This common lifeworld is at the forefront of new solutions for sustainable and prosperous societies. Proponents of the commons envision a civilization where the norms for access, use, and exchange of resources are socially negotiated among resource users. To put this concept in a word, it might be pluralism—but not the pluralism of liberal society with its separation of powers (which is certainly important but rather easily put out of balance by party politics and commercial pressures).

The new pluralism is, rather, a broadening of the modern system of checks and balances to include a wide range of subsidiary input from citizens in the governance of their own resources. This principle of deliberative self-organization is more than a bridge to carry us through the Great Transition: it demonstrates how life will be when we actually reach the other side of the chasm and reintegrate society and culture with nature. This is why the instinct of commoners to fuse individual rights with social equity in a locally decentralized and ecologically sufficient society is spot-on.

My only quibble lies with Bollier’s interpretation of the evolution of the commons, i.e., that “its future development is not inevitable.” From the standpoint of human free will, this is certainly true. The success of a commons depends on its users’ capacities and willingness to produce, distribute, and restore their resources collectively. Yet the fact that commons are co-created does not mean that the development of the commons is somehow preventable or not inevitable.

Now that society is beginning to question the meaning of exponential economic growth, this is no reason to deny the significance of generative development. Simply because the social sciences have taught many of us not to speak of evolutionary or environmental determinism, are we to conclude that people are not part of a purposeful evolution and that the human race has survived for all these millennia entirely by accident? Given the ancient intentionality of human beings on this planet for creating long-term and viable civilizations—cooperatively managing our food, water, energy, and air so that we can eat and have healthy children and perpetuate the race—I would say that humanity’s rediscovery and management of its commons is a very deeply programmed impulse.

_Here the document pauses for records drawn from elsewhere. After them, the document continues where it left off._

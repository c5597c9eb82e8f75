// SPDX-License-Identifier: GPL-3.0-only

use std::sync::{Arc, Mutex, MutexGuard};

use storage_contracts::{DeviceEventHandler, DeviceManager, DeviceManagerError, DeviceWatch};
use storage_types::{
    DeviceBus, DeviceEvent, DeviceEventKind, DeviceFlags, DeviceRecord, MountState, StorageId,
};

/// A mounted sdcard partition as the device manager reports it
pub fn sdcard(id: i32, mount_point: &str) -> DeviceRecord {
    DeviceRecord {
        bus: DeviceBus::Mmc,
        devnode: format!("/dev/mmcblk1p{}", id.max(0) + 1),
        syspath: "/sys/block/mmcblk1".to_string(),
        fs_usage: "filesystem".to_string(),
        fs_type: "vfat".to_string(),
        fs_version: "FAT32".to_string(),
        fs_uuid: format!("{:04X}-0001", id.max(0)),
        readonly: false,
        mount_point: mount_point.to_string(),
        mount_state: MountState::Mounted,
        primary: true,
        flags: DeviceFlags::empty(),
        storage_id: StorageId::new(id),
    }
}

/// A mounted USB mass storage partition
pub fn usb_drive(id: i32, mount_point: &str) -> DeviceRecord {
    DeviceRecord {
        bus: DeviceBus::Scsi,
        devnode: format!("/dev/sda{}", id.max(0) + 1),
        syspath: "/sys/block/sda".to_string(),
        fs_type: "ext4".to_string(),
        fs_version: "1.0".to_string(),
        primary: false,
        ..sdcard(id, mount_point)
    }
}

/// Record the device manager returns for ids it does not know
fn unknown_device() -> DeviceRecord {
    DeviceRecord {
        mount_point: String::new(),
        mount_state: MountState::Unmounted,
        primary: false,
        ..sdcard(-1, "")
    }
}

#[derive(Default)]
struct State {
    devices: Vec<DeviceRecord>,
    watches: Vec<(u64, DeviceEventHandler)>,
    next_watch: u64,
    armed: usize,
    disarmed: usize,
    list_error: Option<DeviceManagerError>,
    watch_error: Option<DeviceManagerError>,
}

/// In-memory device manager with event injection
///
/// Events passed to [`FakeDeviceManager::emit`] are delivered synchronously on
/// the calling thread to every live watch.
#[derive(Clone, Default)]
pub struct FakeDeviceManager {
    state: Arc<Mutex<State>>,
}

impl FakeDeviceManager {
    pub fn new() -> Self {
        Self::default()
    }

    pub fn with_devices(devices: impl IntoIterator<Item = DeviceRecord>) -> Self {
        let manager = Self::new();
        manager.lock().devices.extend(devices);
        manager
    }

    /// Insert or replace the device with the same storage id
    pub fn insert(&self, device: DeviceRecord) {
        let mut state = self.lock();
        match state
            .devices
            .iter_mut()
            .find(|existing| existing.storage_id == device.storage_id)
        {
            Some(existing) => *existing = device,
            None => state.devices.push(device),
        }
    }

    pub fn remove(&self, id: StorageId) -> Option<DeviceRecord> {
        let mut state = self.lock();
        let index = state.devices.iter().position(|d| d.storage_id == id)?;
        Some(state.devices.remove(index))
    }

    /// Make every list/lookup call fail until cleared with `None`
    pub fn fail_calls(&self, error: Option<DeviceManagerError>) {
        self.lock().list_error = error;
    }

    /// Make arming a watch fail until cleared with `None`
    pub fn fail_watch(&self, error: Option<DeviceManagerError>) {
        self.lock().watch_error = error;
    }

    /// Deliver `kind` for `device` to every live watch
    pub fn emit(&self, kind: DeviceEventKind, device: DeviceRecord) {
        let handlers: Vec<DeviceEventHandler> = self
            .lock()
            .watches
            .iter()
            .map(|(_, handler)| handler.clone())
            .collect();

        for handler in handlers {
            handler(DeviceEvent {
                kind,
                device: device.clone(),
            });
        }
    }

    /// Number of watches ever armed
    pub fn armed_count(&self) -> usize {
        self.lock().armed
    }

    /// Number of watches dropped so far
    pub fn disarmed_count(&self) -> usize {
        self.lock().disarmed
    }

    pub fn active_watches(&self) -> usize {
        self.lock().watches.len()
    }

    fn lock(&self) -> MutexGuard<'_, State> {
        self.state.lock().unwrap_or_else(|poisoned| poisoned.into_inner())
    }

    fn check_calls(&self) -> Result<MutexGuard<'_, State>, DeviceManagerError> {
        let state = self.lock();
        match &state.list_error {
            Some(err) => Err(err.clone()),
            None => Ok(state),
        }
    }
}

impl DeviceManager for FakeDeviceManager {
    fn list_devices(&self) -> Result<Vec<DeviceRecord>, DeviceManagerError> {
        Ok(self.check_calls()?.devices.clone())
    }

    fn device_info(&self, id: StorageId) -> Result<DeviceRecord, DeviceManagerError> {
        let state = self.check_calls()?;
        Ok(state
            .devices
            .iter()
            .find(|device| device.storage_id == id)
            .cloned()
            .unwrap_or_else(unknown_device))
    }

    fn primary_sdcard(&self) -> Result<DeviceRecord, DeviceManagerError> {
        let state = self.check_calls()?;
        Ok(state
            .devices
            .iter()
            .find(|device| device.bus == DeviceBus::Mmc && device.primary)
            .cloned()
            .unwrap_or_else(unknown_device))
    }

    fn watch(&self, handler: DeviceEventHandler) -> Result<DeviceWatch, DeviceManagerError> {
        let mut state = self.lock();
        if let Some(err) = &state.watch_error {
            return Err(err.clone());
        }

        let token = state.next_watch;
        state.next_watch += 1;
        state.armed += 1;
        state.watches.push((token, handler));

        let shared = Arc::downgrade(&self.state);
        Ok(DeviceWatch::new(move || {
            if let Some(shared) = shared.upgrade() {
                let mut state = shared.lock().unwrap_or_else(|p| p.into_inner());
                state.watches.retain(|(id, _)| *id != token);
                state.disarmed += 1;
            }
        }))
    }
}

If the energetic sustenance of life is a purposive drive in nature and human beings are part of this natural world, then property enclosures and commodity forms are contingent aspects of that reality. They are temporary states of organization and control which civilization has created by externalizing the social and ecological costs of production and consumption. Thus, from the standpoint of human evolution, the commons are co-determined and privatization is an interim stage in the long, progressive internalization of resilience, sustainability, and abundance which humanity is developing through group cooperation and social action.

Of course, much of this consciousness is still diffuse and the story of the commons has few people who can articulate it clearly and wisely. That is why we have mentors like David Bollier to help reorient us. This article, like his new book, Think Like a Commoner: A Short Introduction to the Life of the Commons, are encouraging steps in this direction.


James Quilligan
James Quilligan has been an international development analyst for several decades and is presently Managing Director of the Centre for Global Negotiations and Global Commons Trust.


Cite as James Quilligan, contribution to GTI Roundtable "The Commons and Transformation," Great Transition Initiative (April 2014), http://www.greattransition.org/commentary/james-quilligan-the-commons-as-a-template-for-transformation-david-bollier.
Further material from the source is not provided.